Employees have seen once-lush 401(k) retirement accounts--already whipped by two years of stock-market losses--shrink even more in the summer's market slide.

But some 44 million workers have another asset: a defined-benefit pension plan. In contrast to the 401(k), which requires employees to take their chances with stock and bond markets, the defined-benefit plan is the sole responsibility of the employer. It promises to make a specific monthly payment--or a lump sum--at retirement based on the employee's salary and years of service. The employer (or a group of employers, in some cases) contributes to the plan on behalf of all qualified employees and then invests the funds. If the returns are insufficient to pay participants what they would be due, the employer must make up the difference under rules set by the 1974 Employee Retirement Income Security Act (ERISA).And if the employer goes under or can't continue the plan, the Pension Benefit Guaranty Corp. (PBGC), an employer-funded government insurance program, will step in and pay beneficiaries instead. A defined-benefit plan is as close to a sure thing as you can get.

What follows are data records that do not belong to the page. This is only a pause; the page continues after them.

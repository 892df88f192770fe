pub mod cache;
pub mod commit;
pub mod diff;
pub mod error;
pub mod fork;
pub mod resolver;
pub mod snapshot;

pub use cache::{Clock, EtagEntry, StateCache, SystemClock};
pub use commit::{BranchInfo, CommitChanges, CommitOutcome, CommitPipeline};
pub use diff::{diff, git_blob_hash, ChangeSet, LocalFile};
pub use error::{SyncError, SyncResult};
pub use fork::ForkCoordinator;
pub use resolver::{branch_candidates, RepoStateResolver, ResolvedState};
pub use snapshot::{
    raw_cdn_url, NormalizedFile, NormalizedFileSet, RepositorySnapshotDownloader,
    MAX_ARCHIVE_BYTES,
};

use remote::{GitLocation, Identity, PendingWrite, RemoteObjectStore};
use std::sync::Arc;

/// The synchronization engine's front door, wiring the resolver, diff
/// engine, commit pipeline, fork coordinator, and snapshot downloader around
/// one shared store and cache.
pub struct GitSync {
    store: Arc<dyn RemoteObjectStore>,
    resolver: Arc<RepoStateResolver>,
    pipeline: CommitPipeline,
    forks: ForkCoordinator,
    snapshots: RepositorySnapshotDownloader,
}

impl GitSync {
    pub fn new(store: Arc<dyn RemoteObjectStore>) -> Self {
        Self::with_clock(store, Arc::new(SystemClock))
    }

    /// Construct with an injected clock so cache TTLs are testable.
    pub fn with_clock(store: Arc<dyn RemoteObjectStore>, clock: Arc<dyn Clock>) -> Self {
        let cache = Arc::new(StateCache::new(clock));
        let resolver = Arc::new(RepoStateResolver::new(store.clone(), cache));
        Self {
            pipeline: CommitPipeline::new(store.clone(), resolver.clone()),
            forks: ForkCoordinator::new(store.clone()),
            snapshots: RepositorySnapshotDownloader::new(store.clone()),
            resolver,
            store,
        }
    }

    /// Current commit sha for a branch/path, with slash-ambiguity handling.
    pub async fn resolve(
        &self,
        location: &GitLocation,
        skip_cache: bool,
        token: Option<&str>,
    ) -> SyncResult<ResolvedState> {
        self.resolver.resolve(location, skip_cache, token).await
    }

    /// Delta between the remote tree at `commit_sha` and `files` (which are
    /// relative to the location's sub-path).
    pub async fn file_differences(
        &self,
        location: &GitLocation,
        commit_sha: &str,
        files: &[LocalFile],
        token: Option<&str>,
    ) -> SyncResult<ChangeSet> {
        let tree = self
            .pipeline
            .normalized_tree(location, commit_sha, true, token)
            .await?;
        diff::diff(&tree.entries, files)
    }

    /// Publish `changes` as a commit on top of `parents[0]`, reconciling the
    /// branch ref (fast-forward, merge, or new branch).
    pub async fn commit(
        &self,
        location: &GitLocation,
        changes: CommitChanges,
        parents: &[String],
        message: &str,
        identity: &Identity,
    ) -> SyncResult<CommitOutcome> {
        self.pipeline
            .commit(location, changes, parents, message, identity)
            .await
    }

    /// Create a branch at `commit_sha`; a `sync-` name is generated when none
    /// is given.
    pub async fn create_branch(
        &self,
        location: &GitLocation,
        commit_sha: &str,
        name: Option<String>,
        identity: &Identity,
    ) -> SyncResult<BranchInfo> {
        self.pipeline
            .create_branch(location, commit_sha, name, &identity.token)
            .await
    }

    /// A location the identity can push to, forking the target if needed.
    pub async fn ensure_writable(
        &self,
        location: &GitLocation,
        identity: &Identity,
    ) -> SyncResult<GitLocation> {
        self.forks.ensure_writable(location, identity).await
    }

    /// Full repository snapshot at `commit_sha`.
    pub async fn snapshot(
        &self,
        location: &GitLocation,
        commit_sha: &str,
        is_private: bool,
        token: Option<&str>,
    ) -> SyncResult<NormalizedFileSet> {
        self.snapshots
            .snapshot(location, commit_sha, is_private, token)
            .await
    }

    pub async fn default_branch(
        &self,
        owner: &str,
        repo: &str,
        token: Option<&str>,
    ) -> SyncResult<String> {
        let info = self.store.repo_info(owner, repo, token).await?;
        Ok(info.default_branch)
    }

    pub async fn is_private(
        &self,
        owner: &str,
        repo: &str,
        token: Option<&str>,
    ) -> SyncResult<bool> {
        let info = self.store.repo_info(owner, repo, token).await?;
        Ok(info.private)
    }

    /// Create a brand-new repository seeded with `files` and return its
    /// location.
    pub async fn create_repo(
        &self,
        name: &str,
        files: &[LocalFile],
        private: bool,
        identity: &Identity,
    ) -> SyncResult<GitLocation> {
        let info = self.store.create_repo(name, private, &identity.token).await?;
        let location = GitLocation::new(info.owner, info.name, info.default_branch);

        let state = self
            .resolver
            .resolve(&location, true, Some(&identity.token))
            .await?;

        let changes = CommitChanges {
            added: files.iter().map(pending_write).collect(),
            modified: Vec::new(),
            deleted: Vec::new(),
        };
        let commit = self
            .pipeline
            .create_commit_object(
                &location,
                &changes,
                &[state.commit_sha],
                "Initial commit",
                &identity.token,
            )
            .await?;

        self.store
            .update_ref(
                &location.owner,
                &location.repo,
                &location.branch,
                &commit.sha,
                true,
                &identity.token,
            )
            .await?;
        self.resolver.invalidate(&location);

        Ok(location)
    }
}

fn pending_write(file: &LocalFile) -> PendingWrite {
    if file.is_binary {
        PendingWrite::base64(&file.path, &file.content)
    } else {
        PendingWrite::utf8(&file.path, &file.content)
    }
}

pub mod prelude {
    pub use crate::cache::*;
    pub use crate::commit::*;
    pub use crate::diff::*;
    pub use crate::error::*;
    pub use crate::fork::*;
    pub use crate::resolver::*;
    pub use crate::snapshot::*;
    pub use crate::GitSync;
}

In the past two years, however, pension plans, like other investments, have suffered tremendous losses in the market. As a result, in 2001, many plans, including those from some of the nation's biggest companies--General Motors, Exxon/ Mobil, and AMR--were seriously underfunded. And with many investments continuing to yield much lower returns than they did in years past, 2002 threatens to be worse. "We're reaching a point where plan participants have reason to be concerned," says Adrien LaBombarde, principal of Milliman USA, a large pension consulting firm in Houston.

Indeed, while it's true that the PBGC provides employees a safety net, it has some gaps. For starters, it does not cover participants in pension plans with fewer than 26 participants. Furthermore, there are limits to what the government will pay if your plan goes bust. (See the table on page 12.) Payments can be generous for participants in so-called single-employer plans run by one company. But for multi-employer plans, usually the result of collective bargaining agreements, payments are much lower. Nonetheless, participants in single-employer plans who earn more than around $115,000 a year might not get everything they were promised under a typical pension formula because their benefit would top the PBGC limit.

What's more, should the business climate deteriorate, some corporations may go bankrupt or come under intense pressure to terminate their plans. Such an eventuality can affect those already...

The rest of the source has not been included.